(Stored data entries)
────

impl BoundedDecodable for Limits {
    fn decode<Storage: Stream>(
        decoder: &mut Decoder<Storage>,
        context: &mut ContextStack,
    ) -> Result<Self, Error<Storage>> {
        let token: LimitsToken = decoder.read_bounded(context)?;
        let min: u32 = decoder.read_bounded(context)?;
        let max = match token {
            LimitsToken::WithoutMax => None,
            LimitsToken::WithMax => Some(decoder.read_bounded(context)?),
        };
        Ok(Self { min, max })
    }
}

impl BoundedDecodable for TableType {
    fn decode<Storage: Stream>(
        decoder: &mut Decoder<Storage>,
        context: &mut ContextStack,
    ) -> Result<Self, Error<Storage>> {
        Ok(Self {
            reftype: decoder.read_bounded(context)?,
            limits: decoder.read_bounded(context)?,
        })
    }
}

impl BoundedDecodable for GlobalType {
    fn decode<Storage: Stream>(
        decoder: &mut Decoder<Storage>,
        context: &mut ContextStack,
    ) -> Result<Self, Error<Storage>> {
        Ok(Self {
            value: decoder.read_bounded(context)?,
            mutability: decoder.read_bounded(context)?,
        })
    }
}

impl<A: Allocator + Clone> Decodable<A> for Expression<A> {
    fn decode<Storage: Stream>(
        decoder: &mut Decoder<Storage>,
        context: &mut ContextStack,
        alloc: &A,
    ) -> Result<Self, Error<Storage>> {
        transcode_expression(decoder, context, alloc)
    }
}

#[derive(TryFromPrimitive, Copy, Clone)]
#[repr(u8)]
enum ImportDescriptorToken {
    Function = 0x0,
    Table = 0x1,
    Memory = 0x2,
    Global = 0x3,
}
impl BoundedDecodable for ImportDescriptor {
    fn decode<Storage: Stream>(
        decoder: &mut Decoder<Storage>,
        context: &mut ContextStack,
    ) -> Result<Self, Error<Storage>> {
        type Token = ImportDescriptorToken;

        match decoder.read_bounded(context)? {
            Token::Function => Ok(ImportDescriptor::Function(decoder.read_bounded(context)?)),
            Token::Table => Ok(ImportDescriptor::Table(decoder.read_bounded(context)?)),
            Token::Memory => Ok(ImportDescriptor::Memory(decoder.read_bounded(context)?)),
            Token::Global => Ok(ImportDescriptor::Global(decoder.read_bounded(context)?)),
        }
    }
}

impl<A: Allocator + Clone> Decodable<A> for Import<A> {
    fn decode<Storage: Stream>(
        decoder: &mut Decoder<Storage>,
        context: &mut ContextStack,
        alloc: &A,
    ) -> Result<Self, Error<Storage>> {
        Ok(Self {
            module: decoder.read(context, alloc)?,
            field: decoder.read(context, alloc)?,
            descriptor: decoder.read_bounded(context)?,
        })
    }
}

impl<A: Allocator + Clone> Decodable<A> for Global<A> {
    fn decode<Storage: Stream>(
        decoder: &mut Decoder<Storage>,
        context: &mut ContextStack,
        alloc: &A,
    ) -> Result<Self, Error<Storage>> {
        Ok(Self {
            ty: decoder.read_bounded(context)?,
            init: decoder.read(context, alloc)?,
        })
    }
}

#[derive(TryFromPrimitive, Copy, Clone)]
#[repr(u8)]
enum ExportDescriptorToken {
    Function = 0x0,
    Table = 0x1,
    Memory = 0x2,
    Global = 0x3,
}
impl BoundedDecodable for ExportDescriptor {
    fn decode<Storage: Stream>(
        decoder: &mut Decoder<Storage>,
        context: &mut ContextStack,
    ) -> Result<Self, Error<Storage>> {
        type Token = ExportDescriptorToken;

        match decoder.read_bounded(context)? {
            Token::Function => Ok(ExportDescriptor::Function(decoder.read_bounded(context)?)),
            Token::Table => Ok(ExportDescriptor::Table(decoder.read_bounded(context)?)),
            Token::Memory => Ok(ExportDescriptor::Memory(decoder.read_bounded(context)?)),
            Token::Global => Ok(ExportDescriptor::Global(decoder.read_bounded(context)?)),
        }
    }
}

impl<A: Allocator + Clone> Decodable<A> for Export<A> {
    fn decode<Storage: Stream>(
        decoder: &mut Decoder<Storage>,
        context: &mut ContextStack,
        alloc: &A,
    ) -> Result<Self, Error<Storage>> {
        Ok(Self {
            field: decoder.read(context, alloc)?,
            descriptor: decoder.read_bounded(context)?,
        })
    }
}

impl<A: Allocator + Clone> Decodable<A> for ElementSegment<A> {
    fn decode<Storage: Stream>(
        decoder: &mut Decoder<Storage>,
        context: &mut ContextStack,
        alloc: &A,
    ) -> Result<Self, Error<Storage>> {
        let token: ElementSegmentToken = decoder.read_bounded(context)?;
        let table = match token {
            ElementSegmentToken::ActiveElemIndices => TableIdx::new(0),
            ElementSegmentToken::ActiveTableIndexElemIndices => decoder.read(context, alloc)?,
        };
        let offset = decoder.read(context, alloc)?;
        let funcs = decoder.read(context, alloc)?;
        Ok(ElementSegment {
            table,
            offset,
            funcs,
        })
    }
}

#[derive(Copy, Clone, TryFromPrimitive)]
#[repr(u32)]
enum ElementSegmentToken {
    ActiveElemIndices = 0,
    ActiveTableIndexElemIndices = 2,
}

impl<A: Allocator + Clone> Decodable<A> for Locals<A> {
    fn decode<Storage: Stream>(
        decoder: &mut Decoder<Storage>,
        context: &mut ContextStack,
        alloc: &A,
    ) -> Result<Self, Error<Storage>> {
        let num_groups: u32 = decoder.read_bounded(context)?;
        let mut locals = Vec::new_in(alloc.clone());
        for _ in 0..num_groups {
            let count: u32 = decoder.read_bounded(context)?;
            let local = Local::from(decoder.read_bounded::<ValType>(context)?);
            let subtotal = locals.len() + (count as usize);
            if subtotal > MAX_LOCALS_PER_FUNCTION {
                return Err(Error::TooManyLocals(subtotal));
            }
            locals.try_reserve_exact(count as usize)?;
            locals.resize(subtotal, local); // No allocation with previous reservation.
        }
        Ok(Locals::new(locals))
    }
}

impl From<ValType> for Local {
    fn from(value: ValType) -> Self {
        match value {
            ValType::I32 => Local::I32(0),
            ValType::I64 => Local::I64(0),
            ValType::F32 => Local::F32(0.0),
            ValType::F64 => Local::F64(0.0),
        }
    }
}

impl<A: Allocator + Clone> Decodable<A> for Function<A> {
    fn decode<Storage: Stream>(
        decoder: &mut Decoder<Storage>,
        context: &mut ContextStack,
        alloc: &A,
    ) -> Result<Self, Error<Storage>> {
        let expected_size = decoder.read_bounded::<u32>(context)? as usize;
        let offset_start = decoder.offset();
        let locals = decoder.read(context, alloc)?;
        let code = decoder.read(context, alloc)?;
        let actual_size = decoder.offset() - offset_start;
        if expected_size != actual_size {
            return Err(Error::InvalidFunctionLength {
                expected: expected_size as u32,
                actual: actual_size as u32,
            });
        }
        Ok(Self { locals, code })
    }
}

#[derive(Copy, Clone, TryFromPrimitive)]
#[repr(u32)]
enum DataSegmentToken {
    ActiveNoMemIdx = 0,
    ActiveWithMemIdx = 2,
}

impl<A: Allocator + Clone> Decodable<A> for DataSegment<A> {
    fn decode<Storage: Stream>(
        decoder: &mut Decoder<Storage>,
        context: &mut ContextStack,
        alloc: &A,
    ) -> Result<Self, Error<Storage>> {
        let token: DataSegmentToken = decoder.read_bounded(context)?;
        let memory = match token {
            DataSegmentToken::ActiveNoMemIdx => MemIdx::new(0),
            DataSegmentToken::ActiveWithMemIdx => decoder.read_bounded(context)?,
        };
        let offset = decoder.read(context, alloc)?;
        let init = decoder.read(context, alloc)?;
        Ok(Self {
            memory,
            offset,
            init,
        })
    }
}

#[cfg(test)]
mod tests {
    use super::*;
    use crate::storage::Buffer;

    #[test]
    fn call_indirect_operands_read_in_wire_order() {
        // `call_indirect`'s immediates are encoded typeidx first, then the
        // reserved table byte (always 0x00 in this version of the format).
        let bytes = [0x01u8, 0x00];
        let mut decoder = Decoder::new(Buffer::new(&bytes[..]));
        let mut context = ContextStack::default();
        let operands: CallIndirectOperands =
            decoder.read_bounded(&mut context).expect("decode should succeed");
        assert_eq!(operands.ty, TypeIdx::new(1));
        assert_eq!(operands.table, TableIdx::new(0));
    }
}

────

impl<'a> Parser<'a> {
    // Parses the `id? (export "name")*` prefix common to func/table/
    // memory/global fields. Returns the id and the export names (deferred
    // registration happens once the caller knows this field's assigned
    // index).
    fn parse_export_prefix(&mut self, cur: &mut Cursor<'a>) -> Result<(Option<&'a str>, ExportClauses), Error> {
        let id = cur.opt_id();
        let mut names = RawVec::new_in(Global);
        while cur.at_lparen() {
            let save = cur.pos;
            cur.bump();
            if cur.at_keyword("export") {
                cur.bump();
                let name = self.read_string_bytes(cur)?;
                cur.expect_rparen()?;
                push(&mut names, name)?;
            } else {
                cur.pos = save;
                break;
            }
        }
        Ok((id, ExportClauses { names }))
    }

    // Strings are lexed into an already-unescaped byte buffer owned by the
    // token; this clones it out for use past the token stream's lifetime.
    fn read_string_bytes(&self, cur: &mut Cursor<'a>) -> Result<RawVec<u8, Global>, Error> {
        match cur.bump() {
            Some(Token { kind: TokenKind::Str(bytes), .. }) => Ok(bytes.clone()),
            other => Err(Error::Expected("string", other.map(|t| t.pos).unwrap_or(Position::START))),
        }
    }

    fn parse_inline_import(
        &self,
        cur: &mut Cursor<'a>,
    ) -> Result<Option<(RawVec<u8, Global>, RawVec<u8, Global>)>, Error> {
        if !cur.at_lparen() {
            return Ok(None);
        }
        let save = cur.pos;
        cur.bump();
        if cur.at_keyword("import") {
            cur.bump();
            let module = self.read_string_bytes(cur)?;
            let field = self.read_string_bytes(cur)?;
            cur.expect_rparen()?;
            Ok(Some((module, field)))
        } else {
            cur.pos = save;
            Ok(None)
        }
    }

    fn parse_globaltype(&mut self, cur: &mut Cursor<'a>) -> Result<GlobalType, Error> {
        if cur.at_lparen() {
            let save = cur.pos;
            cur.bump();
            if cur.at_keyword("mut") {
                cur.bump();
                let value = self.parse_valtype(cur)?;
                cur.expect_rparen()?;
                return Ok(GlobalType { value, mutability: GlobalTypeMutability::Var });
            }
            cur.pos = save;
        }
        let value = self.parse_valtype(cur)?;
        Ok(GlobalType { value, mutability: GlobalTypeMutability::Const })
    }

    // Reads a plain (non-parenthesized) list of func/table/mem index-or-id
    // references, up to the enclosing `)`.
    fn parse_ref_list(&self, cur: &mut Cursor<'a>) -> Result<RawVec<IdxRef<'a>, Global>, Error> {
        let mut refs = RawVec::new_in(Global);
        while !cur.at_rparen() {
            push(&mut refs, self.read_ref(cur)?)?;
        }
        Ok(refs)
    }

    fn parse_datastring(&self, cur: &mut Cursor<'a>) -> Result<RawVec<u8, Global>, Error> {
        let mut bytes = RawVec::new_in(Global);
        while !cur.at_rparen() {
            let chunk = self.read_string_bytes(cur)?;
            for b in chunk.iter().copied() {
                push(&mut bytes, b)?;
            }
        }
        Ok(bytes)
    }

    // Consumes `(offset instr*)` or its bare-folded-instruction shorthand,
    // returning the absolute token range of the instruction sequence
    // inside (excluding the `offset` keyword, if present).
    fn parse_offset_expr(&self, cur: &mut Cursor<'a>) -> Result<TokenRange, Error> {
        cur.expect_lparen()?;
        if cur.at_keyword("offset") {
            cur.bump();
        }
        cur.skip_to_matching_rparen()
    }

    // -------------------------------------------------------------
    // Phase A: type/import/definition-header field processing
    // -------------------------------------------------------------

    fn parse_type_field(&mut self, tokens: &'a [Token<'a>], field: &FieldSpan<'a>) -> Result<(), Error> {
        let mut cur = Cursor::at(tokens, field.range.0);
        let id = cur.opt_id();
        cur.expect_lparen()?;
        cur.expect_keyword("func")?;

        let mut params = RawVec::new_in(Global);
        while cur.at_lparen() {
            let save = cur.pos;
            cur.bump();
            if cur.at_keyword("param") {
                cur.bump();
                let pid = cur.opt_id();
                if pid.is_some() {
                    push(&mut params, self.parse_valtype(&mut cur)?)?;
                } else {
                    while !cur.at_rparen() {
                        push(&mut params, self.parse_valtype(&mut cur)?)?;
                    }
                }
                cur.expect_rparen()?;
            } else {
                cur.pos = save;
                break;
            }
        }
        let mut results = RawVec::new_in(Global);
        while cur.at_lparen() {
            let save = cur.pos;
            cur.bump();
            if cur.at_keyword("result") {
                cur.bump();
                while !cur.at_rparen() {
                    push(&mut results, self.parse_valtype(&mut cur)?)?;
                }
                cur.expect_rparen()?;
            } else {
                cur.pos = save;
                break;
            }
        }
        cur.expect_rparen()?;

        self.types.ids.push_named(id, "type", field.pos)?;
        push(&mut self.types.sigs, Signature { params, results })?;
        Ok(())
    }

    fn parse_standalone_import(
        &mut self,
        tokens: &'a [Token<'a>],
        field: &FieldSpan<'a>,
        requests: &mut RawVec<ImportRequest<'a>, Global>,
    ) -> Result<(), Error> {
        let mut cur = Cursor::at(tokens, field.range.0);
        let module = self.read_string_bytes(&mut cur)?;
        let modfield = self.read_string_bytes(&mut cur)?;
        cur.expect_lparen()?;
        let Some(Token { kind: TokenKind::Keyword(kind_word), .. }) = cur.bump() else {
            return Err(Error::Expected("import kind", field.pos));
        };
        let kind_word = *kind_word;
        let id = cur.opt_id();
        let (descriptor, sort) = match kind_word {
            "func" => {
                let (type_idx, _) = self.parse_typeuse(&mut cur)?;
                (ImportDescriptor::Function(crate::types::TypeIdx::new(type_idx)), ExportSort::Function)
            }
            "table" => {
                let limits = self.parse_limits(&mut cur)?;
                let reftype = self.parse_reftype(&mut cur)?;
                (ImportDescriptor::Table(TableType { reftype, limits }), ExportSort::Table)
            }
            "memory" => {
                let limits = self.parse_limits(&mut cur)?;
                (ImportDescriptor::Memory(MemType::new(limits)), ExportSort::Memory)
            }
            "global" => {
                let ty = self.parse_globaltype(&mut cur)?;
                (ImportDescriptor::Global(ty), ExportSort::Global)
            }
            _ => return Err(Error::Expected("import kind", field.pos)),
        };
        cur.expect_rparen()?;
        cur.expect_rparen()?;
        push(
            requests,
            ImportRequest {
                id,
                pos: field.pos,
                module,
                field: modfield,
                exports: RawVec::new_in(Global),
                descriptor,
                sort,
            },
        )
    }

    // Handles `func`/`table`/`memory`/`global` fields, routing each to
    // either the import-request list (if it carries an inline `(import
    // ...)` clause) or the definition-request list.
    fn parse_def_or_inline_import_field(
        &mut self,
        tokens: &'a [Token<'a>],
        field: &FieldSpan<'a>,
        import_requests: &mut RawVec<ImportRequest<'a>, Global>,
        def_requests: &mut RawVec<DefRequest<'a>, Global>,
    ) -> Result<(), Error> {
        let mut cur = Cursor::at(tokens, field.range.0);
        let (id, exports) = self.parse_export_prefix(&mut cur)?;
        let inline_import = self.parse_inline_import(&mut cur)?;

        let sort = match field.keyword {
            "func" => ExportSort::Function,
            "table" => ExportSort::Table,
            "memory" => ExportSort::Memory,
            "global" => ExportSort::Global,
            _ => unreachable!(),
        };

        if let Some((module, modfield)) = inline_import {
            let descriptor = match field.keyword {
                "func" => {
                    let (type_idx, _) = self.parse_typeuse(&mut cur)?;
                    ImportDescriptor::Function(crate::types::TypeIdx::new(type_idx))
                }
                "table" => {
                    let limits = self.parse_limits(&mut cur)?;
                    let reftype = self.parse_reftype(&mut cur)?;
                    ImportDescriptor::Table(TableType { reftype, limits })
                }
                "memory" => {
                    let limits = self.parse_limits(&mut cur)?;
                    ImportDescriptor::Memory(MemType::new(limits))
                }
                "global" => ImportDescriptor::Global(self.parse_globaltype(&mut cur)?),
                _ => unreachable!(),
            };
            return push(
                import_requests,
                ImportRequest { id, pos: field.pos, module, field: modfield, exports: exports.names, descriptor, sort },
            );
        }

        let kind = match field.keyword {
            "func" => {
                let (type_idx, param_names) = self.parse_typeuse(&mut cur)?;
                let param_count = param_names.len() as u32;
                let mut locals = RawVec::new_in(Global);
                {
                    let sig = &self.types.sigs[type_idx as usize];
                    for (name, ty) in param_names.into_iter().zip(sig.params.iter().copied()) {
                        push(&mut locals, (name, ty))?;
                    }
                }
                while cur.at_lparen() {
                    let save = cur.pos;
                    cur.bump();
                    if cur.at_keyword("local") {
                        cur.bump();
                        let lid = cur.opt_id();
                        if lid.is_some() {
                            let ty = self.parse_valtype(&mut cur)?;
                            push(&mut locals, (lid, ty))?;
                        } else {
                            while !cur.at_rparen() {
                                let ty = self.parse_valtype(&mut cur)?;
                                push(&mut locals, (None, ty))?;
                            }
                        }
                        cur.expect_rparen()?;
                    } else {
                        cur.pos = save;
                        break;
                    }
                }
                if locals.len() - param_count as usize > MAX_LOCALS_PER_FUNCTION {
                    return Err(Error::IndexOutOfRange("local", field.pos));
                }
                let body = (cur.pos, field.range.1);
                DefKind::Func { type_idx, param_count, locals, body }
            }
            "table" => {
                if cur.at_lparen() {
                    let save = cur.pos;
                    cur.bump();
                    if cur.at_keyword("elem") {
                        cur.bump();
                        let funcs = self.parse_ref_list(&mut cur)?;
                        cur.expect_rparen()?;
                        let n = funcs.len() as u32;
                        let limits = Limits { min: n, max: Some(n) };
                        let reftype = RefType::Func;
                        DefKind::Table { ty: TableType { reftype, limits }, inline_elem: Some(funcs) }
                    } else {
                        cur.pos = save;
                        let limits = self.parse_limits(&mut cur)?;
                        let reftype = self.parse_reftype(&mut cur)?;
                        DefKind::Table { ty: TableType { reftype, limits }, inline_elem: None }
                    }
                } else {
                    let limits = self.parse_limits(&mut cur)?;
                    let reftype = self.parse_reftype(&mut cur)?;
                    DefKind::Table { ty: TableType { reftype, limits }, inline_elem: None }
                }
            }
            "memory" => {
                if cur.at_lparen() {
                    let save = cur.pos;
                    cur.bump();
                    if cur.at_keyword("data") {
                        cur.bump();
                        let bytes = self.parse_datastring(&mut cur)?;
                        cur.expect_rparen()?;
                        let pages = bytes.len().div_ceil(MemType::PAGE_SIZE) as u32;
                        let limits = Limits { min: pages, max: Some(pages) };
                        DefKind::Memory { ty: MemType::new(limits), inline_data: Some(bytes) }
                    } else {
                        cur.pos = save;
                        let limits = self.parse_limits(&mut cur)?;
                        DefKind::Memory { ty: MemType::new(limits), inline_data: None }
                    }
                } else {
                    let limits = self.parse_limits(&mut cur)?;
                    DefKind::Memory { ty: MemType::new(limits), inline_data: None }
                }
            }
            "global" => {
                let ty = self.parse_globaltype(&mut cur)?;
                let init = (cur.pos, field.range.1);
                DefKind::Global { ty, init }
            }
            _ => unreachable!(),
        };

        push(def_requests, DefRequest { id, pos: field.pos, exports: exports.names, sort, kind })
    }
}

────

What is expected. Where the word "usize" shows up in a line of the records above, count that line; then give the count by itself.

Completed task. 5